通行人は馬が横を通り過ぎるのを、鬱陶しいそうな視線を向けている。
胡蝶の馬が走っている道はかなり通行人が多く、その中を馬が通り過ぎていくのだから鬱陶しいと感じるのは無理はない。
その視線に気づいている胡蝶だが、一々気にしていたらきりがないので無視する。
診療所らしき建物の近くを見つけ、馬を適当な所に停め、中に入る。
中には診察待ちをしている人が何人かいて、ちょうど廊下に男性の医者がいたので声をかける。
「おい、そこのお前。」
「私ですか?」
いきなり入ってきた女性に呼び止められた医者は足を止める。
「この子が路地で倒れていた。
診てやってくれ。」
胡蝶は腕で抱えている少女を見せようと、近づこうと医者に歩み寄ると医者はそれに合わせて後ろに下がった。
それを見た胡蝶は眉をひそめる。
「どうして下がる?」
「だってその子、汚いじゃないですか。
何よりそんな子供を見て何か得がありますか?」
一瞬、自分の耳を疑った。
チラリと周りに視線を向けて、診察を待っている人の顔を観察する。
彼らも医者の言っている事は間違っていないと思っているのか、逆に胡蝶に対して厳しい視線を向ける。
「医者とは思えない言い分だな。

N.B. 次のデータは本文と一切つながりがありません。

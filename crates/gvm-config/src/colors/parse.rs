//! Internal hex decoding helpers.

use regex::Regex;
use std::sync::LazyLock;

/// Regex for hex color: #RGB or #RRGGBB.
pub(crate) static HEX_RE: LazyLock<Regex> =
    LazyLock::new(|| Regex::new(r"^#([a-fA-F0-9]{3}|[a-fA-F0-9]{6})$").unwrap());

fn pack(r: u32, g: u32, b: u32) -> u32 {
    r << 16 | g << 8 | b
}

/// Decode the digits after `#` into a packed color.
///
/// Three digits are expanded by repeating each nibble (`0xa` -> `0xaa`),
/// six digits are read as three byte pairs. Any other length is `None`.
pub(super) fn decode_hex(digits: &str) -> Option<u32> {
    let nibbles = digits
        .chars()
        .map(|c| c.to_digit(16))
        .collect::<Option<Vec<u32>>>()?;

    match nibbles.as_slice() {
        &[r, g, b] => Some(pack(r << 4 | r, g << 4 | g, b << 4 | b)),
        &[r1, r2, g1, g2, b1, b2] => Some(pack(r1 << 4 | r2, g1 << 4 | g2, b1 << 4 | b2)),
        _ => None,
    }
}
//! Shared helpers used by all section validators.

use crate::colors::validate_color;

/// Push an error if `value` is outside `[min, max]`.
pub(crate) fn validate_range(errors: &mut Vec<String>, name: &str, value: u32, min: u32, max: u32) {
    if value < min || value > max {
        errors.push(format!("{name} = {value} is out of range [{min}, {max}]"));
    }
}

/// Push an error if `value` is not a `#RGB` or `#RRGGBB` color.
pub(crate) fn validate_hex_color(errors: &mut Vec<String>, name: &str, value: &str) {
    if !validate_color(value) {
        errors.push(format!("{name} = {value:?} is not a #rgb or #rrggbb color"));
    }
}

」
「むしろ貴女のほうが異常に思えますよ。」
この街の住民の言葉や医者の言葉を聞いて、胡蝶は嫌な思い出を思い出す。
かつてある街を統治していた自分の一族。
民を見下し、絶対的な強者であり続け、弱者を苦しませ続けたあの家族を。
言葉にできない苛立ちが胸に広がり、無意識に空いている左手を氣で強化していた。
ここで問題を起こせば、さっき縁を止めたのが無駄になる。
文句の一つでも言って立ち去ろうと思った時、後ろの扉が開く音が聞こえ振り返る。
少し髭を生やし、眼鏡をかけた優男だ。
彼は胡蝶と抱きかかえている子供を見て。
「早くその子を僕に診せて下さい。」
「あんた、何者?」
少し警戒しながら男の素性を探る。
警戒していると分かったのか、穏やかな笑みを浮かべつつ答えた。
「私は無明。
流れの医者です。
あなたが子供を抱えて、馬を走らせているのを見かけて追いかけてきました。」
表情など注意深く観察した結果、嘘を言っているように見えない。
「分かった。」
「では、こちらへ。」
最後にその場にいた全員を軽く睨んで、胡蝶は男について行く。
薬箱を抱え、近くの長屋に入る。
中には布団に寝ている双子の子供と、痩せた女性が双子を看病していた。
「先生・・・」
女性が無明の姿を見て、顔を輝かせる。
さっきと同じ様に笑みを浮かべながら。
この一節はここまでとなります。